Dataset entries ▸
--*--

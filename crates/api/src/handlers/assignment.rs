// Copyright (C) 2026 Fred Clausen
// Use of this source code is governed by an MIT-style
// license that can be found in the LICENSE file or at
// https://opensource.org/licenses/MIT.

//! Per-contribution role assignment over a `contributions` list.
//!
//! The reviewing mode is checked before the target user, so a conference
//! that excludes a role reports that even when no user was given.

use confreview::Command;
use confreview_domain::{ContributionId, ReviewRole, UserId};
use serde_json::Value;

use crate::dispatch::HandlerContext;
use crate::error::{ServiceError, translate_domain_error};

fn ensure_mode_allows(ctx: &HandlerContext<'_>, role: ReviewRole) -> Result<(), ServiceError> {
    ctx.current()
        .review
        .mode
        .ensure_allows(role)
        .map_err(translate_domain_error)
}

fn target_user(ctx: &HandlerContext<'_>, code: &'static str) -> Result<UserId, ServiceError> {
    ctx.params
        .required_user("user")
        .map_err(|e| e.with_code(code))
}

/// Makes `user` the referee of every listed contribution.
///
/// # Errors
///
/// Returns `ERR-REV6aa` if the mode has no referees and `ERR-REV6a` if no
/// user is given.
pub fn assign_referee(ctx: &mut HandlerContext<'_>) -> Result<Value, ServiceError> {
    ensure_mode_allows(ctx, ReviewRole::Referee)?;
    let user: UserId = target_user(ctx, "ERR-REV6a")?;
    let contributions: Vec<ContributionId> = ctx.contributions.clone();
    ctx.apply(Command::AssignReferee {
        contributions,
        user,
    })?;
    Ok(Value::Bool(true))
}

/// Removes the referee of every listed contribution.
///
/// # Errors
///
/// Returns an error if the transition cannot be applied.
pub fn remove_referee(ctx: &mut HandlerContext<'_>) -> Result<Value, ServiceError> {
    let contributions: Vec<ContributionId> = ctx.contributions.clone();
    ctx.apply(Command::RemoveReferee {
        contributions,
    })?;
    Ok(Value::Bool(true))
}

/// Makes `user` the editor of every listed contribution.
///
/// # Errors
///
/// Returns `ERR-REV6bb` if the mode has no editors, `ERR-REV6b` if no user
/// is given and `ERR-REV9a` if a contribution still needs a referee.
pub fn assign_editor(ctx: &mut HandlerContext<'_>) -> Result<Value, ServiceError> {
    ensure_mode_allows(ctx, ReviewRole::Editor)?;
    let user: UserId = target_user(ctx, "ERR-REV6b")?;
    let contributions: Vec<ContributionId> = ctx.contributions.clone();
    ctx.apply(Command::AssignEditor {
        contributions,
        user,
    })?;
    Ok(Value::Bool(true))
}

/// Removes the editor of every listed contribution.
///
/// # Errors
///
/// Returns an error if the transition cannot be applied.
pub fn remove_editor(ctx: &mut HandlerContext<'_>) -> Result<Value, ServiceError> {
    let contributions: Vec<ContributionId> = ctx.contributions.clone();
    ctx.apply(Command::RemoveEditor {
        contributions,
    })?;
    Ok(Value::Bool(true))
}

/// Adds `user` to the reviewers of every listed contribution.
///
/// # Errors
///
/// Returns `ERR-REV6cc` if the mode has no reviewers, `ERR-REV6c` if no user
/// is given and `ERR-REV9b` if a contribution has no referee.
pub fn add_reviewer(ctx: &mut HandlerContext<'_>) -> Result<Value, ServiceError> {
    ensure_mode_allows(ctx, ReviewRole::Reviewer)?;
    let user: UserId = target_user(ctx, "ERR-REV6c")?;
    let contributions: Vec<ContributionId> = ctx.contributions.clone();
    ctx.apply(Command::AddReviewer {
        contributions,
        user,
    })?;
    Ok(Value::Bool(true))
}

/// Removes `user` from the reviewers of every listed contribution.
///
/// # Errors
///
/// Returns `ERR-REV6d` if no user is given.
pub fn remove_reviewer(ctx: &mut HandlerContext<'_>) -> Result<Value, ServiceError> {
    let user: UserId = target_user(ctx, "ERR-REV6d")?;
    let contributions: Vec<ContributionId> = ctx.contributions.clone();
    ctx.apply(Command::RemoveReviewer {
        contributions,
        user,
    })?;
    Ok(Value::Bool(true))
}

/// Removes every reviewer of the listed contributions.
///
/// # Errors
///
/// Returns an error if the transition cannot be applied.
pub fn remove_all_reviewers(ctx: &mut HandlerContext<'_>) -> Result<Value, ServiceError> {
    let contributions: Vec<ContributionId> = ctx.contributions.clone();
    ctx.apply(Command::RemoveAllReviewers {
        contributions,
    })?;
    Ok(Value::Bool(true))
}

--*--

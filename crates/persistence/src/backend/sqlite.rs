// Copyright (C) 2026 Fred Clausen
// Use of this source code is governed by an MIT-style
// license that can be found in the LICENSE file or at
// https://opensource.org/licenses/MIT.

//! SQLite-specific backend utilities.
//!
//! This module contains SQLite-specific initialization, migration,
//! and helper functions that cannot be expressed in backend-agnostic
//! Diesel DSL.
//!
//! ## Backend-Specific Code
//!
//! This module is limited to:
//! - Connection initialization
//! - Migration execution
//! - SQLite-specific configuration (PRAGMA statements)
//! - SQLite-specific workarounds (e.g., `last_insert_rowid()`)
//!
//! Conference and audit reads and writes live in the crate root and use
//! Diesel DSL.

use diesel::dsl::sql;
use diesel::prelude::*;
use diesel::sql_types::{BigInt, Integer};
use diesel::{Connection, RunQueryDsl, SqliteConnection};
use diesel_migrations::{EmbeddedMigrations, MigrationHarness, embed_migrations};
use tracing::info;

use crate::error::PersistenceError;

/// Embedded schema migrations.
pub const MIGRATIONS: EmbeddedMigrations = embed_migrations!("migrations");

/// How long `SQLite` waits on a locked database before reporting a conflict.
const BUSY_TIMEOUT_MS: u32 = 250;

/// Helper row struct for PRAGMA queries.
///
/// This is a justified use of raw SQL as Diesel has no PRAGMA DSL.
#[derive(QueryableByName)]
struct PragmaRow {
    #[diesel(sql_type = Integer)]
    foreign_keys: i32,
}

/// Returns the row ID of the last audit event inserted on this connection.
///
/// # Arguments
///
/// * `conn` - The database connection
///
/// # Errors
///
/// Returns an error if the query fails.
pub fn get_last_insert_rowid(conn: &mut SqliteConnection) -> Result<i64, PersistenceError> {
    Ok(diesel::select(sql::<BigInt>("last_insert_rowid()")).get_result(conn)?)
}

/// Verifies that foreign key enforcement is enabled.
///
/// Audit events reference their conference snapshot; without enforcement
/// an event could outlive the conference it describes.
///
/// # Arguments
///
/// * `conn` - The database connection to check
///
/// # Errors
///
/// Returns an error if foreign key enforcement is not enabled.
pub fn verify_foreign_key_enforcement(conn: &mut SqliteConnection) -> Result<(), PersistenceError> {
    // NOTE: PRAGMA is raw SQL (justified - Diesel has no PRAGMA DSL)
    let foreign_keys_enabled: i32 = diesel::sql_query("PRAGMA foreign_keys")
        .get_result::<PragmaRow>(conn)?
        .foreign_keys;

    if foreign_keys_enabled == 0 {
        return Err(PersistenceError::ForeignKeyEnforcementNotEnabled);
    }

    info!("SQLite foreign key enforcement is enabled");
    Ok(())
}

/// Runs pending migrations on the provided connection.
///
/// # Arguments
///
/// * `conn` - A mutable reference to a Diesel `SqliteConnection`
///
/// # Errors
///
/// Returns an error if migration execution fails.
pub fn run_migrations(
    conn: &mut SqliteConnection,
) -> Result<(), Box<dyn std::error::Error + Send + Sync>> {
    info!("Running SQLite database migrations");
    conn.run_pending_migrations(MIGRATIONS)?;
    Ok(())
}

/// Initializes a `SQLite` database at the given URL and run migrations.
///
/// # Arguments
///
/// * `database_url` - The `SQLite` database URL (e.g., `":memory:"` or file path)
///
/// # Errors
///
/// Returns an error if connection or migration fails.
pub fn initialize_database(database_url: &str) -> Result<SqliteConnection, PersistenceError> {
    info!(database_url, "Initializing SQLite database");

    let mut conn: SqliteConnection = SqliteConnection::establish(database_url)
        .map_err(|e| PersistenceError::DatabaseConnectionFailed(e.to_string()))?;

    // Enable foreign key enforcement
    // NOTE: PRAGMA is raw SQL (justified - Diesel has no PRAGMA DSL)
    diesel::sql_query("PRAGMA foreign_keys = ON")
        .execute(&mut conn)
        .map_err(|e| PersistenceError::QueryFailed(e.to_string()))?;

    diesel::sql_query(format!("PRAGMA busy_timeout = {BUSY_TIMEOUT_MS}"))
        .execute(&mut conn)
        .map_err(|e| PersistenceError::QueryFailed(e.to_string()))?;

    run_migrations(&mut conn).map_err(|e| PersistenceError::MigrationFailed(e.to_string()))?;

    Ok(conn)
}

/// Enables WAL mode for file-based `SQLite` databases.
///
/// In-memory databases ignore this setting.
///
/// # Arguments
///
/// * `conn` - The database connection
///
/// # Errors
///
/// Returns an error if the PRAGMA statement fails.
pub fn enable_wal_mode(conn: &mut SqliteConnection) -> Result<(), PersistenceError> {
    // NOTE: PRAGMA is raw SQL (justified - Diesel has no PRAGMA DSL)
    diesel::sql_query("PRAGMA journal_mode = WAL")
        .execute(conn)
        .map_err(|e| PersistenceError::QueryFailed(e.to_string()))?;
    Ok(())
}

--*--

TASK INSTRUCTIONS ▸ Only one stretch of the records above is wanted: the lines between the one holding "filename crates/api/src/handlers/assignment.rs" and the one holding "so a conference", inclusive, reproduced exactly.

REPLY ▸
filename crates/api/src/handlers/assignment.rs
// Copyright (C) 2026 Fred Clausen
// Use of this source code is governed by an MIT-style
// license that can be found in the LICENSE file or at
// https://opensource.org/licenses/MIT.

//! Per-contribution role assignment over a `contributions` list.
//!
//! The reviewing mode is checked before the target user, so a conference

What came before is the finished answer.